Consumer Affairs Minister Benoit Hamon said an investigation
had found that the horsemeat had originated in Romania, although
there were links with French, Dutch and Cypriot firms and a
factory in Luxembourg.
The British unit of frozen foods group Findus
began a recall this week of its beef lasagne from retailers on
advice from its French supplier, Comigel, over concerns that
some packs contained high levels of horsemeat.
Findus France said on Saturday that it too had recalled
lasagne and two other products after discovering that they
included horsemeat from Romania rather than beef from France as
it had thought.
Hamon said an EU-wide alert had been sent out and that it
was not yet clear whether there had been an intentional fraud or
the meat had been sold as beef by accident.

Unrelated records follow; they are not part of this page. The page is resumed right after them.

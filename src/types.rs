//! Vendor-neutral chat-completion wire shapes.
//!
//! These mirror the widely-used OpenAI-compatible request/response layout.
//! The proxy forwards bodies without rewriting anything beyond provider
//! selection, so unknown upstream fields are tolerated on deserialize and
//! omitted fields stay omitted on serialize.

use serde::{Deserialize, Serialize};

#[derive(Clone, Debug, Serialize, Deserialize)]
pub struct ChatCompletionRequest {
    pub model: String,
    pub messages: Vec<ChatMessage>,
    #[serde(default, skip_serializing_if = "Option::is_none")]
    pub temperature: Option<f64>,
    #[serde(default, skip_serializing_if = "Option::is_none")]
    pub max_tokens: Option<u32>,
    #[serde(default, skip_serializing_if = "Option::is_none")]
    pub stream: Option<bool>,
    #[serde(default, skip_serializing_if = "Option::is_none")]
    pub top_p: Option<f64>,
    #[serde(default, skip_serializing_if = "Option::is_none")]
    pub frequency_penalty: Option<f64>,
    #[serde(default, skip_serializing_if = "Option::is_none")]
    pub presence_penalty: Option<f64>,
    #[serde(default, skip_serializing_if = "Option::is_none")]
    pub stop: Option<StopSequences>,
}

impl ChatCompletionRequest {
    pub fn wants_stream(&self) -> bool {
        self.stream.unwrap_or(false)
    }

    /// Total characters of message content, the basis for the
    /// one-token-per-four-characters estimate when an upstream omits usage.
    pub fn content_chars(&self) -> u64 {
        self.messages
            .iter()
            .map(|message| message.content.chars().count() as u64)
            .fold(0, u64::saturating_add)
    }
}

#[derive(Clone, Debug, Serialize, Deserialize)]
pub struct ChatMessage {
    pub role: String,
    pub content: String,
    #[serde(default, skip_serializing_if = "Option::is_none")]
    pub name: Option<String>,
}

#[derive(Clone, Debug, Serialize, Deserialize)]
#[serde(untagged)]
pub enum StopSequences {
    One(String),
    Many(Vec<String>),
}

#[derive(Clone, Debug, Serialize, Deserialize)]
pub struct ChatCompletionResponse {
    pub id: String,
    pub object: String,
    pub created: u64,
    pub model: String,
    pub choices: Vec<ChatChoice>,
    #[serde(default, skip_serializing_if = "Option::is_none")]
    pub usage: Option<UsageInfo>,
}

impl ChatCompletionResponse {
    pub fn content_chars(&self) -> u64 {
        self.choices
            .iter()
            .map(|choice| choice.message.content.chars().count() as u64)
            .fold(0, u64::saturating_add)
    }
}

#[derive(Clone, Debug, Serialize, Deserialize)]
pub struct ChatChoice {
    pub index: u32,
    pub message: ChatMessage,
    #[serde(default, skip_serializing_if = "Option::is_none")]
    pub finish_reason: Option<String>,
}

#[derive(Clone, Copy, Debug, Default, Serialize, Deserialize)]
pub struct UsageInfo {
    #[serde(default)]
    pub prompt_tokens: u64,
    #[serde(default)]
    pub completion_tokens: u64,
    #[serde(default)]
    pub total_tokens: u64,
}

/// One token per four characters, rounded up. Applied whenever an upstream
/// response carries no usage object.
pub fn estimate_tokens(chars: u64) -> u64 {
    chars.div_ceil(4)
}

#[cfg(test)]
mod tests {
    use super::*;

    #[test]
    fn estimate_rounds_up() {
        assert_eq!(estimate_tokens(0), 0);
        assert_eq!(estimate_tokens(1), 1);
        assert_eq!(estimate_tokens(4), 1);
        assert_eq!(estimate_tokens(400), 100);
        assert_eq!(estimate_tokens(401), 101);
    }

    #[test]
    fn request_tolerates_unknown_fields_and_missing_optionals() {
        let raw = r#"{
            "model": "m",
            "messages": [{"role": "user", "content": "hi"}],
            "stream_options": {"include_usage": true}
        }"#;
        let request: ChatCompletionRequest = serde_json::from_str(raw).unwrap();
        assert_eq!(request.model, "m");
        assert!(!request.wants_stream());
        assert_eq!(request.content_chars(), 2);
    }

    #[test]
    fn stop_accepts_string_or_list() {
        let one: ChatCompletionRequest = serde_json::from_str(
            r#"{"model":"m","messages":[],"stop":"END"}"#,
        )
        .unwrap();
        assert!(matches!(one.stop, Some(StopSequences::One(_))));

        let many: ChatCompletionRequest = serde_json::from_str(
            r#"{"model":"m","messages":[],"stop":["a","b"]}"#,
        )
        .unwrap();
        assert!(matches!(many.stop, Some(StopSequences::Many(ref v)) if v.len() == 2));
    }
}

"I can assure you that, whether it's a question of
negligence or direct responsibility, there will be sanctions,"
Hamon said on iTele television.
Findus France director general Matthieu Lambeaux said in a
statement the company would file a legal complaint on Monday.
"We thought we had certified French beef in our products.
But in reality, we were supplied with Romanian horsemeat. We
have been deceived," Lambeaux said.
Hamon said a Luxembourg factory had been supplied by the
French firm Poujol, which had bought the meat frozen from a
Cypriot trader, who in turn sub-contracted the order to a Dutch
trader supplied by a Romanian abattoir.
However, Findus's supplier Comigel, a frozen foods producer
based in Metz in eastern France, told a local newspaper that it
had bought the meat from another French company, which had been
supplied from a Romanian abattoir.
Butcheries specialised in horsemeat used to be a common
sight in French cities, but have closed one by one in recent
decades as the meat has fallen out of favour with consumers.